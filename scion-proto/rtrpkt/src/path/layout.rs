// Copyright 2026 Anapaya Systems
//
// Licensed under the Apache License, Version 2.0 (the "License");
// you may not use this file except in compliance with the License.
// You may obtain a copy of the License at
//
//   http://www.apache.org/licenses/LICENSE-2.0
//
// Unless required by applicable law or agreed to in writing, software
// distributed under the License is distributed on an "AS IS" BASIS,
// WITHOUT WARRANTIES OR CONDITIONS OF ANY KIND, either express or implied.
// See the License for the specific language governing permissions and
// limitations under the License.

//! Info field and hop field layouts

use crate::core::layout::{BitRange, Layout, macros::gen_bitrange_const};

/// Layout of an info field
///
/// ```text
///  0                   1                   2                   3
///  0 1 2 3 4 5 6 7 8 9 0 1 2 3 4 5 6 7 8 9 0 1 2 3 4 5 6 7 8 9 0 1
/// +-+-+-+-+-+-+-+-+-+-+-+-+-+-+-+-+-+-+-+-+-+-+-+-+-+-+-+-+-+-+-+-+
/// |     Flags     |                  Timestamp                    |
/// +-+-+-+-+-+-+-+-+-+-+-+-+-+-+-+-+-+-+-+-+-+-+-+-+-+-+-+-+-+-+-+-+
/// |               |              ISD              |     Hops      |
/// +-+-+-+-+-+-+-+-+-+-+-+-+-+-+-+-+-+-+-+-+-+-+-+-+-+-+-+-+-+-+-+-+
/// ```
#[derive(Debug, Clone, Copy, PartialEq, Eq)]
pub struct InfoFieldLayout;
impl InfoFieldLayout {
    /// Size of an info field in bytes
    pub const SIZE_BYTES: usize = 8;

    gen_bitrange_const!(FLAGS_RNG, 0, 8);
    gen_bitrange_const!(TIMESTAMP_RNG, 8, 32);
    gen_bitrange_const!(ISD_RNG, 40, 16);
    gen_bitrange_const!(HOPS_RNG, 56, 8);
}
impl Layout for InfoFieldLayout {
    fn size_bytes(&self) -> usize {
        Self::SIZE_BYTES
    }
}

/// Layout of a hop field
///
/// ```text
///  0                   1                   2                   3
///  0 1 2 3 4 5 6 7 8 9 0 1 2 3 4 5 6 7 8 9 0 1 2 3 4 5 6 7 8 9 0 1
/// +-+-+-+-+-+-+-+-+-+-+-+-+-+-+-+-+-+-+-+-+-+-+-+-+-+-+-+-+-+-+-+-+
/// |     Flags     |    ExpTime    |      ConsIngress      |  ...  |
/// +-+-+-+-+-+-+-+-+-+-+-+-+-+-+-+-+-+-+-+-+-+-+-+-+-+-+-+-+-+-+-+-+
/// |  ConsEgress   |                      MAC                      |
/// +-+-+-+-+-+-+-+-+-+-+-+-+-+-+-+-+-+-+-+-+-+-+-+-+-+-+-+-+-+-+-+-+
/// ```
#[derive(Debug, Clone, Copy, PartialEq, Eq)]
pub struct HopFieldLayout;
impl HopFieldLayout {
    /// Size of a hop field in bytes
    pub const SIZE_BYTES: usize = 8;

    gen_bitrange_const!(FLAGS_RNG, 0, 8);
    gen_bitrange_const!(EXP_TIME_RNG, 8, 8);
    gen_bitrange_const!(CONS_INGRESS_RNG, 16, 12);
    gen_bitrange_const!(CONS_EGRESS_RNG, 28, 12);
    gen_bitrange_const!(MAC_RNG, 40, 24);
}
impl Layout for HopFieldLayout {
    fn size_bytes(&self) -> usize {
        Self::SIZE_BYTES
    }
}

▶ _How to complete this task_: Copy out the material word for word and line for line.

▶ _Output_:
filename scion-proto/rtrpkt/src/path/layout.rs
// Copyright 2026 Anapaya Systems
//
// Licensed under the Apache License, Version 2.0 (the "License");
// you may not use this file except in compliance with the License.
// You may obtain a copy of the License at
//
//   http://www.apache.org/licenses/LICENSE-2.0
//
// Unless required by applicable law or agreed to in writing, software
// distributed under the License is distributed on an "AS IS" BASIS,
// WITHOUT WARRANTIES OR CONDITIONS OF ANY KIND, either express or implied.
// See the License for the specific language governing permissions and
// limitations under the License.

//! Info field and hop field layouts

use crate::core::layout::{BitRange, Layout, macros::gen_bitrange_const};

/// Layout of an info field
///
/// ```text
///  0                   1                   2                   3
///  0 1 2 3 4 5 6 7 8 9 0 1 2 3 4 5 6 7 8 9 0 1 2 3 4 5 6 7 8 9 0 1
/// +-+-+-+-+-+-+-+-+-+-+-+-+-+-+-+-+-+-+-+-+-+-+-+-+-+-+-+-+-+-+-+-+
/// |     Flags     |                  Timestamp                    |
/// +-+-+-+-+-+-+-+-+-+-+-+-+-+-+-+-+-+-+-+-+-+-+-+-+-+-+-+-+-+-+-+-+
/// |               |              ISD              |     Hops      |
/// +-+-+-+-+-+-+-+-+-+-+-+-+-+-+-+-+-+-+-+-+-+-+-+-+-+-+-+-+-+-+-+-+
/// ```
#[derive(Debug, Clone, Copy, PartialEq, Eq)]
pub struct InfoFieldLayout;
impl InfoFieldLayout {
    /// Size of an info field in bytes
    pub const SIZE_BYTES: usize = 8;

    gen_bitrange_const!(FLAGS_RNG, 0, 8);
    gen_bitrange_const!(TIMESTAMP_RNG, 8, 32);
    gen_bitrange_const!(ISD_RNG, 40, 16);
    gen_bitrange_const!(HOPS_RNG, 56, 8);
}
impl Layout for InfoFieldLayout {
    fn size_bytes(&self) -> usize {
        Self::SIZE_BYTES
    }
}

/// Layout of a hop field
///
/// ```text
///  0                   1                   2                   3
///  0 1 2 3 4 5 6 7 8 9 0 1 2 3 4 5 6 7 8 9 0 1 2 3 4 5 6 7 8 9 0 1
/// +-+-+-+-+-+-+-+-+-+-+-+-+-+-+-+-+-+-+-+-+-+-+-+-+-+-+-+-+-+-+-+-+
/// |     Flags     |    ExpTime    |      ConsIngress      |  ...  |
/// +-+-+-+-+-+-+-+-+-+-+-+-+-+-+-+-+-+-+-+-+-+-+-+-+-+-+-+-+-+-+-+-+
/// |  ConsEgress   |                      MAC                      |
/// +-+-+-+-+-+-+-+-+-+-+-+-+-+-+-+-+-+-+-+-+-+-+-+-+-+-+-+-+-+-+-+-+
/// ```
#[derive(Debug, Clone, Copy, PartialEq, Eq)]
pub struct HopFieldLayout;
impl HopFieldLayout {
    /// Size of a hop field in bytes
    pub const SIZE_BYTES: usize = 8;

    gen_bitrange_const!(FLAGS_RNG, 0, 8);
    gen_bitrange_const!(EXP_TIME_RNG, 8, 8);
    gen_bitrange_const!(CONS_INGRESS_RNG, 16, 12);
    gen_bitrange_const!(CONS_EGRESS_RNG, 28, 12);
    gen_bitrange_const!(MAC_RNG, 40, 24);
}
impl Layout for HopFieldLayout {
    fn size_bytes(&self) -> usize {
        Self::SIZE_BYTES
    }
}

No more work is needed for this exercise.